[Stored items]
BEGIN

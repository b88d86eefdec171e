use std::collections::BTreeSet;
use std::fmt;
use std::str::FromStr;

use serde::Serialize;

use crate::error::DashboardError;

// ---------------------------------------------------------------------------
// Column names as they appear in the source header
// ---------------------------------------------------------------------------

pub const GEOGRAPHY: &str = "Geography";
pub const AGE: &str = "Age";
pub const CREDIT_SCORE: &str = "CreditScore";
pub const TENURE: &str = "Tenure";
pub const BALANCE: &str = "Balance";
pub const NUM_OF_PRODUCTS: &str = "NumOfProducts";
pub const ESTIMATED_SALARY: &str = "EstimatedSalary";
pub const GENDER: &str = "Gender";
pub const IS_ACTIVE_MEMBER: &str = "IsActiveMember";
pub const EXITED: &str = "Exited";

/// Every column a source must provide, in the order they are reported when missing.
pub const REQUIRED_COLUMNS: [&str; 10] = [
    GEOGRAPHY,
    AGE,
    CREDIT_SCORE,
    TENURE,
    BALANCE,
    NUM_OF_PRODUCTS,
    ESTIMATED_SALARY,
    GENDER,
    IS_ACTIVE_MEMBER,
    EXITED,
];

// ---------------------------------------------------------------------------
// CustomerRecord – one cleaned row
// ---------------------------------------------------------------------------

/// A single bank customer (one row of the source table).
#[derive(Debug, Clone, PartialEq, Serialize)]
pub struct CustomerRecord {
    pub geography: String,
    pub gender: String,
    pub age: i64,
    pub credit_score: i64,
    pub tenure: f64,
    pub balance: f64,
    pub num_of_products: i64,
    pub estimated_salary: f64,
    pub is_active_member: bool,
    /// Churn flag: the customer closed their account.
    pub exited: bool,
}

// ---------------------------------------------------------------------------
// IntRange – inclusive integer window used by the slider filters
// ---------------------------------------------------------------------------

/// Inclusive `[min, max]` range. An inverted range contains nothing.
#[derive(Debug, Clone, Copy, PartialEq, Eq, Serialize)]
pub struct IntRange {
    pub min: i64,
    pub max: i64,
}

impl IntRange {
    pub const fn new(min: i64, max: i64) -> Self {
        Self { min, max }
    }

    pub fn contains(&self, value: i64) -> bool {
        self.min <= value && value <= self.max
    }

    /// Clamp both ends into `bounds`, keeping `min <= max`.
    pub fn clamp_to(&self, bounds: IntRange) -> IntRange {
        let min = self.min.clamp(bounds.min, bounds.max);
        let max = self.max.clamp(bounds.min, bounds.max);
        IntRange::new(min, max.max(min))
    }
}

impl fmt::Display for IntRange {
    fn fmt(&self, f: &mut fmt::Formatter<'_>) -> fmt::Result {
        write!(f, "{}-{}", self.min, self.max)
    }
}

/// Parses `"20-60"` (also accepts `..` and `:` as separators).
impl FromStr for IntRange {
    type Err = DashboardError;

    fn from_str(s: &str) -> Result<Self, Self::Err> {
        let invalid = || DashboardError::InvalidRange(s.to_string());
        let trimmed = s.trim();
        let (lo, hi) = trimmed
            .split_once("..")
            .or_else(|| trimmed.split_once(':'))
            // Skip a leading sign so "-5-10" is not split at index 0.
            .or_else(|| {
                let offset = usize::from(trimmed.starts_with('-'));
                trimmed[offset..]
                    .find('-')
                    .map(|i| (&trimmed[..offset + i], &trimmed[offset + i + 1..]))
            })
            .ok_or_else(invalid)?;
        let min = lo.trim().parse::<i64>().map_err(|_| invalid())?;
        let max = hi.trim().parse::<i64>().map_err(|_| invalid())?;
        if min > max {
            return Err(invalid());
        }
        Ok(IntRange::new(min, max))
    }
}

// ---------------------------------------------------------------------------
// CustomerDataset – the complete loaded table
// ---------------------------------------------------------------------------

/// The cleaned dataset plus the indices the filter widgets are built from.
#[derive(Debug, Clone)]
pub struct CustomerDataset {
    pub records: Vec<CustomerRecord>,
    /// Sorted distinct `Geography` values.
    pub countries: BTreeSet<String>,
    /// Observed age bounds (None when empty).
    pub age_bounds: Option<IntRange>,
    /// Observed credit-score bounds (None when empty).
    pub credit_score_bounds: Option<IntRange>,
    /// Rows discarded during cleaning.
    pub dropped_rows: usize,
}

impl CustomerDataset {
    /// Build the column indices from cleaned records.
    pub fn from_records(records: Vec<CustomerRecord>, dropped_rows: usize) -> Self {
        let countries = records.iter().map(|r| r.geography.clone()).collect();
        let age_bounds = bounds(records.iter().map(|r| r.age));
        let credit_score_bounds = bounds(records.iter().map(|r| r.credit_score));
        CustomerDataset {
            records,
            countries,
            age_bounds,
            credit_score_bounds,
            dropped_rows,
        }
    }

    /// Number of customers.
    pub fn len(&self) -> usize {
        self.records.len()
    }

    /// Whether the dataset is empty.
    pub fn is_empty(&self) -> bool {
        self.records.is_empty()
    }
}

fn bounds(values: impl Iterator<Item = i64>) -> Option<IntRange> {
    values.fold(None, |acc, v| match acc {
        None => Some(IntRange::new(v, v)),
        Some(r) => Some(IntRange::new(r.min.min(v), r.max.max(v))),
    })
}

END

__AIM OF THE TASK__: Those lines of the records that contain the string "Option" should be identified and copied.

__COMPLETED EXERCISE__:
    pub age_bounds: Option<IntRange>,
    pub credit_score_bounds: Option<IntRange>,
fn bounds(values: impl Iterator<Item = i64>) -> Option<IntRange> {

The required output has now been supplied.